§ **Activity**: Check each line of the listing, and copy it if it contains the word "AnthropicAdapter".

§ **Information supplied**:
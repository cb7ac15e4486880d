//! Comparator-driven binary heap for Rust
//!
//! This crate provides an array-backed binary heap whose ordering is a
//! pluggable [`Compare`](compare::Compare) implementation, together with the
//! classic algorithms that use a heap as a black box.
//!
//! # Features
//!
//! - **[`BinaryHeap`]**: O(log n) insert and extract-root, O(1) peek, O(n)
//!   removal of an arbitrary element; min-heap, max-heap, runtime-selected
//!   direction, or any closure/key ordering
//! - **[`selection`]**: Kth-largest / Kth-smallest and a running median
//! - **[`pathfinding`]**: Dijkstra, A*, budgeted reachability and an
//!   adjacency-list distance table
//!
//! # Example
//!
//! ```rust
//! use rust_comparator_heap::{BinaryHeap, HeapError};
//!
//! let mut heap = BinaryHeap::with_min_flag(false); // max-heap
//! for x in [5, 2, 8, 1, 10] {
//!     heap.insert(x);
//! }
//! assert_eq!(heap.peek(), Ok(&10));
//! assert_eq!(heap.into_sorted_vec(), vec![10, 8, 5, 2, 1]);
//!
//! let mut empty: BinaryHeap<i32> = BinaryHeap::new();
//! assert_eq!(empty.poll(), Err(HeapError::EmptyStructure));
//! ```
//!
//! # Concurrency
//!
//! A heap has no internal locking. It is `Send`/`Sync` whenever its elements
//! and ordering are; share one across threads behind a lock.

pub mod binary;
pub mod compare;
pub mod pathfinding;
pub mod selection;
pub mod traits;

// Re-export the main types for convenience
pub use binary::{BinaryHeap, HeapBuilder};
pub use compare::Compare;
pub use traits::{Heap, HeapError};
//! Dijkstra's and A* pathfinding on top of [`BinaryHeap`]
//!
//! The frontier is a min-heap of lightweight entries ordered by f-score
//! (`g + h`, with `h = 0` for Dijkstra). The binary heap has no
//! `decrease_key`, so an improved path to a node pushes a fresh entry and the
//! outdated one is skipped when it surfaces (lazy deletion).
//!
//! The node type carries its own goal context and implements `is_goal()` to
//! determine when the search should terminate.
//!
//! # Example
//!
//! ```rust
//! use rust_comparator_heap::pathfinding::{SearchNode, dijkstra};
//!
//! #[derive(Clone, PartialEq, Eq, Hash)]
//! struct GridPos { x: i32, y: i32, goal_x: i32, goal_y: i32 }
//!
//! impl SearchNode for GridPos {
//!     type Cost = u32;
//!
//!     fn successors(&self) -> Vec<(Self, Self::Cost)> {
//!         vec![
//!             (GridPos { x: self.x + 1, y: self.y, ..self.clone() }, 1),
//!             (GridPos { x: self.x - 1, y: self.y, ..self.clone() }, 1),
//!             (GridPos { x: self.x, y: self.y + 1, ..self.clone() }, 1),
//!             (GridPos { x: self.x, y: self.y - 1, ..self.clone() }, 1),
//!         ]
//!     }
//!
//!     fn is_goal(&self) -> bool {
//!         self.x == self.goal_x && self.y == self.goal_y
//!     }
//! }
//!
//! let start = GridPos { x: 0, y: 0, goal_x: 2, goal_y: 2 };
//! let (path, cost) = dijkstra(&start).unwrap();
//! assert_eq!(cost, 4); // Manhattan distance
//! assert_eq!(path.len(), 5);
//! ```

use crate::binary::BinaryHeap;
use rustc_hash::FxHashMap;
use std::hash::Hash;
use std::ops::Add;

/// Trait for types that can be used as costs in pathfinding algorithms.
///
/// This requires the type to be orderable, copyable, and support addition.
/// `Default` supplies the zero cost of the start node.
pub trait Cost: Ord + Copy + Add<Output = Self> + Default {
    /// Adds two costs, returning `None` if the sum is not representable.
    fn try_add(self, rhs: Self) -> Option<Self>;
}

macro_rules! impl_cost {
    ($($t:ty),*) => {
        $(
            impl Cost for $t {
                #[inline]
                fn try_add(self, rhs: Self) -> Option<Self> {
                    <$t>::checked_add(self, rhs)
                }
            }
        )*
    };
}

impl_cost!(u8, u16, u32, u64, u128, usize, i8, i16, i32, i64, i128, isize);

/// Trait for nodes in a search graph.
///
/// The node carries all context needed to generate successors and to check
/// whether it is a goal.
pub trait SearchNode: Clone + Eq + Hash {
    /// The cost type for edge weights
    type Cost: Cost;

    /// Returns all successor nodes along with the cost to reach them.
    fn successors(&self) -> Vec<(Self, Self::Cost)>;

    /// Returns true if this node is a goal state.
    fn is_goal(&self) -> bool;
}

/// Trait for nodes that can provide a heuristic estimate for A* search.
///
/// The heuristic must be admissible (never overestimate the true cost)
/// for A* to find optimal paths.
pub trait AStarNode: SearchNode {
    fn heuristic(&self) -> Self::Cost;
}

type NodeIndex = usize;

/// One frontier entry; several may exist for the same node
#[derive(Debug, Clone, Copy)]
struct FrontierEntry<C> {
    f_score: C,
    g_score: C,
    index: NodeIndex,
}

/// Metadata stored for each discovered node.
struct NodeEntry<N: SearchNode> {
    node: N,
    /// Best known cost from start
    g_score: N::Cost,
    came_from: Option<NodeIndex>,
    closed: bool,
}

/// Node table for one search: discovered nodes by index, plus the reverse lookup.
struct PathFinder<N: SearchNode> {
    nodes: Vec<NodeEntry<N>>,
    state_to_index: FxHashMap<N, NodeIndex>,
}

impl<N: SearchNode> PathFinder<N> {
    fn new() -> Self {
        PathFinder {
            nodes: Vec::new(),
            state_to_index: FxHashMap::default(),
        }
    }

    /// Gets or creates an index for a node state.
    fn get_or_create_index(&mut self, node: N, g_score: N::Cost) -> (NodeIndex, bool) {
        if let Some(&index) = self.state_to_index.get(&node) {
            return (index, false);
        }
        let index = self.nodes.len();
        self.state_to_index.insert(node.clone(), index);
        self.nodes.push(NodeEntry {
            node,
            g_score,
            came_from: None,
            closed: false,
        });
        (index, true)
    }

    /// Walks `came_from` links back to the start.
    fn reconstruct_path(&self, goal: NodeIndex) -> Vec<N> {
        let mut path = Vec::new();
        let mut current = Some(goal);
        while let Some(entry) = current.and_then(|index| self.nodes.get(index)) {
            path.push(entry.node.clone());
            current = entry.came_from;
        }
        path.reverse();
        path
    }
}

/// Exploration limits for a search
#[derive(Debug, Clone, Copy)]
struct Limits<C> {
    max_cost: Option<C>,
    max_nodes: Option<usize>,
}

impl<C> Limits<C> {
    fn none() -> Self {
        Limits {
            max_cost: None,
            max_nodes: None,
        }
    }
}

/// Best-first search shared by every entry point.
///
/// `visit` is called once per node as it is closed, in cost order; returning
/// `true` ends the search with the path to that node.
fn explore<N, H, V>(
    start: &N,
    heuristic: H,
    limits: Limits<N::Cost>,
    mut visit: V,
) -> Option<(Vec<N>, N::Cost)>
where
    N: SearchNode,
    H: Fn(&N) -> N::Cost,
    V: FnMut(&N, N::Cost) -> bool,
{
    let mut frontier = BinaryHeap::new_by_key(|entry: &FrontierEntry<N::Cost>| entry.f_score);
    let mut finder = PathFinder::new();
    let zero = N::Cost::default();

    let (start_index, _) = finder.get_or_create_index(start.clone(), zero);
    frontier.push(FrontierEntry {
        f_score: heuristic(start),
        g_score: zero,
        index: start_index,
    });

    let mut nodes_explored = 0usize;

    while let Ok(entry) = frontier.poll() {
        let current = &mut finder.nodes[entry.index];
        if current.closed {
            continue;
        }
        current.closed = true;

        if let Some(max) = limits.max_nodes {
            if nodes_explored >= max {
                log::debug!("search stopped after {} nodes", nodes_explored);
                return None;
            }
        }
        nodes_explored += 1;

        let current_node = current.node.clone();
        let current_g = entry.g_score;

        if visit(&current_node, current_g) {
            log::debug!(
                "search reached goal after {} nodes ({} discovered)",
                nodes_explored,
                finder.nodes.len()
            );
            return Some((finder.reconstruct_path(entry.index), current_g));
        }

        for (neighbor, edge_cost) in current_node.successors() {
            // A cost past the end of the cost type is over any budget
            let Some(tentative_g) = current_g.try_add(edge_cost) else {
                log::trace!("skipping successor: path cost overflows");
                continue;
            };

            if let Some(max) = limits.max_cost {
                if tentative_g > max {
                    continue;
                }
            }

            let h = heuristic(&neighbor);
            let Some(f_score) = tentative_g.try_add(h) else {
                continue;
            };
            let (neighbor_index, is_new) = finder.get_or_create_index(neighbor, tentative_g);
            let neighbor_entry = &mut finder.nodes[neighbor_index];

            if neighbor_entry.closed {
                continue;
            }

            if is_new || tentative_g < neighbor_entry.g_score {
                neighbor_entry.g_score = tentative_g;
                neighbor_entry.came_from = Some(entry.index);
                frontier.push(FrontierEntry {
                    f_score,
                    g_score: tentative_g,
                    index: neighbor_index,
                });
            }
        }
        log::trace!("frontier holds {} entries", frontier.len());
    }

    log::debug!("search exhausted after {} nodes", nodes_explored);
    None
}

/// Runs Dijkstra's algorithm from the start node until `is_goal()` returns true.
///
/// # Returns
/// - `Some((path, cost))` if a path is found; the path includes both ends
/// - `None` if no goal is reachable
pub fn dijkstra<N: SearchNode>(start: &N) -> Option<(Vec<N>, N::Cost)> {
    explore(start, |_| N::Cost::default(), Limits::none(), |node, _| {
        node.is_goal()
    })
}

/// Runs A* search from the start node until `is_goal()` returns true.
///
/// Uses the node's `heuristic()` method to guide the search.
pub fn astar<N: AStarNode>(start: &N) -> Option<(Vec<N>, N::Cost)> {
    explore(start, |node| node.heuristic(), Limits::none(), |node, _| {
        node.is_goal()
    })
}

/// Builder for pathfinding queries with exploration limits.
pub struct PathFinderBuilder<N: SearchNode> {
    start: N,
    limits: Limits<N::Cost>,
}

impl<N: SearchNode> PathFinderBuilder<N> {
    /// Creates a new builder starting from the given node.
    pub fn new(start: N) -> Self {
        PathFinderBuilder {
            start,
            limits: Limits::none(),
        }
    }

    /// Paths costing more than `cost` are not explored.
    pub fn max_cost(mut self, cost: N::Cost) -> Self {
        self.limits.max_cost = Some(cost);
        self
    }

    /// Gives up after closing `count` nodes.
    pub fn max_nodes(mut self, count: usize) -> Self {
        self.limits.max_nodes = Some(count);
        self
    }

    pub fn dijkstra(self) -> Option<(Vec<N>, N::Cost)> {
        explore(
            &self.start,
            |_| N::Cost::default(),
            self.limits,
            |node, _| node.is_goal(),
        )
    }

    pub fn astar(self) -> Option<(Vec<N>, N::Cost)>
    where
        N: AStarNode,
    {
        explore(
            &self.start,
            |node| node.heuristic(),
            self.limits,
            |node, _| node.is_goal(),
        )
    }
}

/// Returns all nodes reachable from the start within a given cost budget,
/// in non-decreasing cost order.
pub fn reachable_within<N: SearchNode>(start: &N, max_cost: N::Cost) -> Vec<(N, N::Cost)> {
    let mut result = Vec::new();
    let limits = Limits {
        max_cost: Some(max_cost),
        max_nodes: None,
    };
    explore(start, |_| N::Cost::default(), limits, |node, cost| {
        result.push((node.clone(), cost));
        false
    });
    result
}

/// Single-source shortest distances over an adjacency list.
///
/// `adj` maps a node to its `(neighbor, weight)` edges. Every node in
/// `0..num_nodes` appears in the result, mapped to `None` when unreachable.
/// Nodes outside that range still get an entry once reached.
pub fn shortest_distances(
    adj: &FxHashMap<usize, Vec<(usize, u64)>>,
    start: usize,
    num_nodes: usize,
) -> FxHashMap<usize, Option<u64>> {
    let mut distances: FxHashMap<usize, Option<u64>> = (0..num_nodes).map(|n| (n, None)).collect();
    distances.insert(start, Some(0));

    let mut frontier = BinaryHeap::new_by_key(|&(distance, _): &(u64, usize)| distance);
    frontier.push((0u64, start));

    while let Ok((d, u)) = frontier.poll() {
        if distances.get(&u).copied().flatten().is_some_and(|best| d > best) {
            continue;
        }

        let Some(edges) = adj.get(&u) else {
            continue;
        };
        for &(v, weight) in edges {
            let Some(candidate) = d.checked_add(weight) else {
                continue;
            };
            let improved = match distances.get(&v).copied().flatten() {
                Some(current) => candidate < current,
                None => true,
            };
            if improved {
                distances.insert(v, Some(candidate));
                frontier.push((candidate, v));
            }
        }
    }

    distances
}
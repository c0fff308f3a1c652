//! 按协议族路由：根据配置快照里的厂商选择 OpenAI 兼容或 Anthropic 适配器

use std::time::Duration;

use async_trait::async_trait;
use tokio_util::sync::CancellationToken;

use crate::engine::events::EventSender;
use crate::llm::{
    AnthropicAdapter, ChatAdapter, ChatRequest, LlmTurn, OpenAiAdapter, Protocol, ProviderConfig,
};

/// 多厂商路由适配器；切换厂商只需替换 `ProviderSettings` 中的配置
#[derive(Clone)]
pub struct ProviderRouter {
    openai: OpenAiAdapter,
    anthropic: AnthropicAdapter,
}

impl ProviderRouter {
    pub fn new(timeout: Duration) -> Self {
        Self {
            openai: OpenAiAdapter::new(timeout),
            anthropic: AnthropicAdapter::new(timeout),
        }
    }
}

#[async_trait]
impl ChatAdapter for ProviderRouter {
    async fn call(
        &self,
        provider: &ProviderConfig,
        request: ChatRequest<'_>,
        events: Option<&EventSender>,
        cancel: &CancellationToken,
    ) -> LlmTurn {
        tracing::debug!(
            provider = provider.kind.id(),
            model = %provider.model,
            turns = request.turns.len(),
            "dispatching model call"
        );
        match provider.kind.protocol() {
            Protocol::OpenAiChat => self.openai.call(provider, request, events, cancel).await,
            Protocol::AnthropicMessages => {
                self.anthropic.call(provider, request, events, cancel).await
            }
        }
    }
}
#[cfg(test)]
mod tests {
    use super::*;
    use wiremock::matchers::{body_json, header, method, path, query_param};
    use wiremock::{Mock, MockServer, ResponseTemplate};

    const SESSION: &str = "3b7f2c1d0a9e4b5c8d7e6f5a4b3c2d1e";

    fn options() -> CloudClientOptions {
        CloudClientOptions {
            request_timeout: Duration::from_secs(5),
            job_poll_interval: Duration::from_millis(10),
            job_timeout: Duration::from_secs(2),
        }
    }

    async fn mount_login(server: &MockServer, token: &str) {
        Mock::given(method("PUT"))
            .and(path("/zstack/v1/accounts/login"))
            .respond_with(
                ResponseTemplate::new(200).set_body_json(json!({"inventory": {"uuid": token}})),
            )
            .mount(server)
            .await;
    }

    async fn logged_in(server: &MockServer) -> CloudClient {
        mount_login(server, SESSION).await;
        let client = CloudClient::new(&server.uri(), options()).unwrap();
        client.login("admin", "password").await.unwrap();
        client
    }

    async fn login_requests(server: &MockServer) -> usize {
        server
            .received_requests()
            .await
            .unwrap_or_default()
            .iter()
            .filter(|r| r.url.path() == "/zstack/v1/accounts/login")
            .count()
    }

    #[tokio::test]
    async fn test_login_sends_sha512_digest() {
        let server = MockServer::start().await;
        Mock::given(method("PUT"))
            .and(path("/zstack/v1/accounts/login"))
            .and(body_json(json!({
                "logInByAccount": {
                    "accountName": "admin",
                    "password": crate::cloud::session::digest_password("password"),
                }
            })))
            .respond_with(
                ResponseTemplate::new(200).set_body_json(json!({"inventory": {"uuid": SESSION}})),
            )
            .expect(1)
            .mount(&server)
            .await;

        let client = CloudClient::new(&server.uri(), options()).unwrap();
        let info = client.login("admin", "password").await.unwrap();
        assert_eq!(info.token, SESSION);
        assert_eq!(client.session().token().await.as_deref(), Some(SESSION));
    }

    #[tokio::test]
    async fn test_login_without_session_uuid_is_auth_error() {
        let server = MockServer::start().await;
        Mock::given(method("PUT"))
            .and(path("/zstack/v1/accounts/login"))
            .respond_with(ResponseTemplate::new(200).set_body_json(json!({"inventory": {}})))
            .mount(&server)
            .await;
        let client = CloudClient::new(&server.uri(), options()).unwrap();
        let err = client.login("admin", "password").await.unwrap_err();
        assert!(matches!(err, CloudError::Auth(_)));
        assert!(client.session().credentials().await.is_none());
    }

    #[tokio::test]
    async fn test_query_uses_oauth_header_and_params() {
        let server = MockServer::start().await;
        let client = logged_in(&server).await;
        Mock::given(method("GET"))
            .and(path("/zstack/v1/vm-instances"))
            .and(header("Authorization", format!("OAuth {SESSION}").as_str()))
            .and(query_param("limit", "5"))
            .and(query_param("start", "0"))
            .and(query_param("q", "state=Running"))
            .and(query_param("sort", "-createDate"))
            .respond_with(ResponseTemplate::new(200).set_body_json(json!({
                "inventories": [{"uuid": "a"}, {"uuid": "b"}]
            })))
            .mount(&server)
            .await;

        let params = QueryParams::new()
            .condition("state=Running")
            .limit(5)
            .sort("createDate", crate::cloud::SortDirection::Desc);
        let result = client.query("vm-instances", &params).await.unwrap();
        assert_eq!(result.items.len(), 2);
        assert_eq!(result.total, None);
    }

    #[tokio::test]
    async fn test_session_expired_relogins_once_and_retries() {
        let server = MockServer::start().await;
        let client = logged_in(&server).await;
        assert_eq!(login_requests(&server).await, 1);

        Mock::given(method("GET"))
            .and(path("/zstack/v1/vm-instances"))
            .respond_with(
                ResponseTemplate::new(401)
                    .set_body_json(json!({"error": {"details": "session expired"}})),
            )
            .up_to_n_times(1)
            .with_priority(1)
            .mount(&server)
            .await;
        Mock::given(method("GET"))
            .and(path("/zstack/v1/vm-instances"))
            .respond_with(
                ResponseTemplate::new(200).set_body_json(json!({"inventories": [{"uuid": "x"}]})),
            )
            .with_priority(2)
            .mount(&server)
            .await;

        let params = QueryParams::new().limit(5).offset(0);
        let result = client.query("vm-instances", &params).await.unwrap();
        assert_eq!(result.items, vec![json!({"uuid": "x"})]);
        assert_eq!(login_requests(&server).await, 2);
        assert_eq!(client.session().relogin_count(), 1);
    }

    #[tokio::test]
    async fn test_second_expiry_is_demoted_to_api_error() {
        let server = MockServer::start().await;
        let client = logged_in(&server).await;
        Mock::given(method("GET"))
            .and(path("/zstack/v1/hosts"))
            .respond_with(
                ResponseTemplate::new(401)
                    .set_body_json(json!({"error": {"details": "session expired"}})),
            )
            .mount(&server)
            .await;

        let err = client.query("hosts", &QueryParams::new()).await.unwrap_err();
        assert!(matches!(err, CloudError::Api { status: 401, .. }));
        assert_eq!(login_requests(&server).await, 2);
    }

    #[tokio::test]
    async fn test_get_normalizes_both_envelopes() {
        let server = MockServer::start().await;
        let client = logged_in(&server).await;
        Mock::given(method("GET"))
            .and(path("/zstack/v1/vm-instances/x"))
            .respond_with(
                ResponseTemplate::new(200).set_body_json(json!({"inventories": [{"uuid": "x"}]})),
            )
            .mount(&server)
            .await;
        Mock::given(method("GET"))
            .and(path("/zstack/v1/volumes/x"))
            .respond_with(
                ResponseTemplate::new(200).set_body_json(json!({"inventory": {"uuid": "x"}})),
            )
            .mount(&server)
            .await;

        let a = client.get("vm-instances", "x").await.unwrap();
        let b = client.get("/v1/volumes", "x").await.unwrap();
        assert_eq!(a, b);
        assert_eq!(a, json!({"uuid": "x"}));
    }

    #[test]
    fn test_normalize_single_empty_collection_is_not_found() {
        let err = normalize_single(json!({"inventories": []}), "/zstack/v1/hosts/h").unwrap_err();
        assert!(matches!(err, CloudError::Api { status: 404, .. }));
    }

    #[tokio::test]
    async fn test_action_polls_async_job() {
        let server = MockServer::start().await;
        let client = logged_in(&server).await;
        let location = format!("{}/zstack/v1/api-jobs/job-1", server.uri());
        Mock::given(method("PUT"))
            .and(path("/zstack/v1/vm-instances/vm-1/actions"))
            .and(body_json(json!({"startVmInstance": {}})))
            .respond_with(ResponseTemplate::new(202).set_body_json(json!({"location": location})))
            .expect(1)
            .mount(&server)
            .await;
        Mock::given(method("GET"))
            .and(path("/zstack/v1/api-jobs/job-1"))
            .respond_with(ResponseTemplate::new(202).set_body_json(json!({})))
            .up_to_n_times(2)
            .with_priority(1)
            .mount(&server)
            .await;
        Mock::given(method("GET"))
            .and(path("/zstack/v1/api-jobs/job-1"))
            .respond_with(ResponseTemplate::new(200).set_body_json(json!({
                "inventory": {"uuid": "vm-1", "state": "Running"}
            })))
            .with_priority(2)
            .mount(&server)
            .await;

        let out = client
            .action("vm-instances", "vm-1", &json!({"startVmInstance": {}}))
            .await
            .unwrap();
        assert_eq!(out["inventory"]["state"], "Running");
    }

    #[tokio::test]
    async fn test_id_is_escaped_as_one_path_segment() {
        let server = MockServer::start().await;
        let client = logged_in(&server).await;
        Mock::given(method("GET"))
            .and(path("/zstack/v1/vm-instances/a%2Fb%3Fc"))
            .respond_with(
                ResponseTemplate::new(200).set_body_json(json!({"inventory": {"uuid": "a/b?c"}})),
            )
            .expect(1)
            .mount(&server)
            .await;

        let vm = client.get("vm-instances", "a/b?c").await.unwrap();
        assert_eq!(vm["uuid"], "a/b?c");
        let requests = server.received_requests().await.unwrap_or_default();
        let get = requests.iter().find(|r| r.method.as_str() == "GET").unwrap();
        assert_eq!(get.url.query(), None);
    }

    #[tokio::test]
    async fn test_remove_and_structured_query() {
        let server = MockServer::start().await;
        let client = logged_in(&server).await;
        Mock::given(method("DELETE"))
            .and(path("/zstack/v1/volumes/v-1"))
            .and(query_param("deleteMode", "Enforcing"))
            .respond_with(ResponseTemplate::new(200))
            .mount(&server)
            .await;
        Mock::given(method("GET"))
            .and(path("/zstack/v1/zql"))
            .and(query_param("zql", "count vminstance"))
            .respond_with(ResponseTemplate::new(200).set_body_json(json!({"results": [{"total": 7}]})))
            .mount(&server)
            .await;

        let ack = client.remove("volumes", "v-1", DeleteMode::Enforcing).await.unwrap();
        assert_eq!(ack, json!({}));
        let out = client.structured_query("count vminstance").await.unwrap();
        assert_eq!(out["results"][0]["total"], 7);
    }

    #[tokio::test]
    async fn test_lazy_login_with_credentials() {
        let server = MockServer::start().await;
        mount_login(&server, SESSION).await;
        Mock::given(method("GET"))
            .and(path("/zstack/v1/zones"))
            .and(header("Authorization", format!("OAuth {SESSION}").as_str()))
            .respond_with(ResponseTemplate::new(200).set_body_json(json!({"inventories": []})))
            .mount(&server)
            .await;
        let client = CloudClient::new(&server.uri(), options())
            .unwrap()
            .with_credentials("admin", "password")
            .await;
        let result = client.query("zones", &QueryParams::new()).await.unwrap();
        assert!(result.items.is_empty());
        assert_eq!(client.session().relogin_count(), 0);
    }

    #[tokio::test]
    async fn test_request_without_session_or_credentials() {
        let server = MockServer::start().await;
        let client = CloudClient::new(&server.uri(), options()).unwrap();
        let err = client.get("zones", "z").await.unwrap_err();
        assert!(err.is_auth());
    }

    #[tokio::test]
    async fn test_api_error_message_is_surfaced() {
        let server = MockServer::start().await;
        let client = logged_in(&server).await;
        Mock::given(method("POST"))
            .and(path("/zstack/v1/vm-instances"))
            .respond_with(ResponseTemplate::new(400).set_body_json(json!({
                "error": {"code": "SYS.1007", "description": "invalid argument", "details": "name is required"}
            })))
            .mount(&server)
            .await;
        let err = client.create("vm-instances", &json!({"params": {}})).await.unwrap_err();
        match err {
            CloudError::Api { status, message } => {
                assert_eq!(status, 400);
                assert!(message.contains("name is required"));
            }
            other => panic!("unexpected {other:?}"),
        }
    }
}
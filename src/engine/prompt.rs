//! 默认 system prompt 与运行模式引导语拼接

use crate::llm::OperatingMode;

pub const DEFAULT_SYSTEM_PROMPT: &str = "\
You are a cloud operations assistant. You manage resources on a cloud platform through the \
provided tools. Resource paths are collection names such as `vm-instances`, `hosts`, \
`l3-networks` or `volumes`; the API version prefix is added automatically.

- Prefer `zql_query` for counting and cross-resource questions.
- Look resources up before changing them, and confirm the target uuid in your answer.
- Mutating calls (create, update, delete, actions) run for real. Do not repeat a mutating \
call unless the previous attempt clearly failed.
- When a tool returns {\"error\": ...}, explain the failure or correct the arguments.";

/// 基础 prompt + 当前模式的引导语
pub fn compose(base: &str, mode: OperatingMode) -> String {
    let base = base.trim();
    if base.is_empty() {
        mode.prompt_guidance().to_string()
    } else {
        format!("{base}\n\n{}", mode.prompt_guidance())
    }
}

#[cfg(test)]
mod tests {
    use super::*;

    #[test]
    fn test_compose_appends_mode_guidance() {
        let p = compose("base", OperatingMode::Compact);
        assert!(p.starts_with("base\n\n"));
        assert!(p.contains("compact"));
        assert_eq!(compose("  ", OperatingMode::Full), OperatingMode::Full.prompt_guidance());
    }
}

§ **Problem solution**:
    AnthropicAdapter, ChatAdapter, ChatRequest, LlmTurn, OpenAiAdapter, Protocol, ProviderConfig,
    anthropic: AnthropicAdapter,
            anthropic: AnthropicAdapter::new(timeout),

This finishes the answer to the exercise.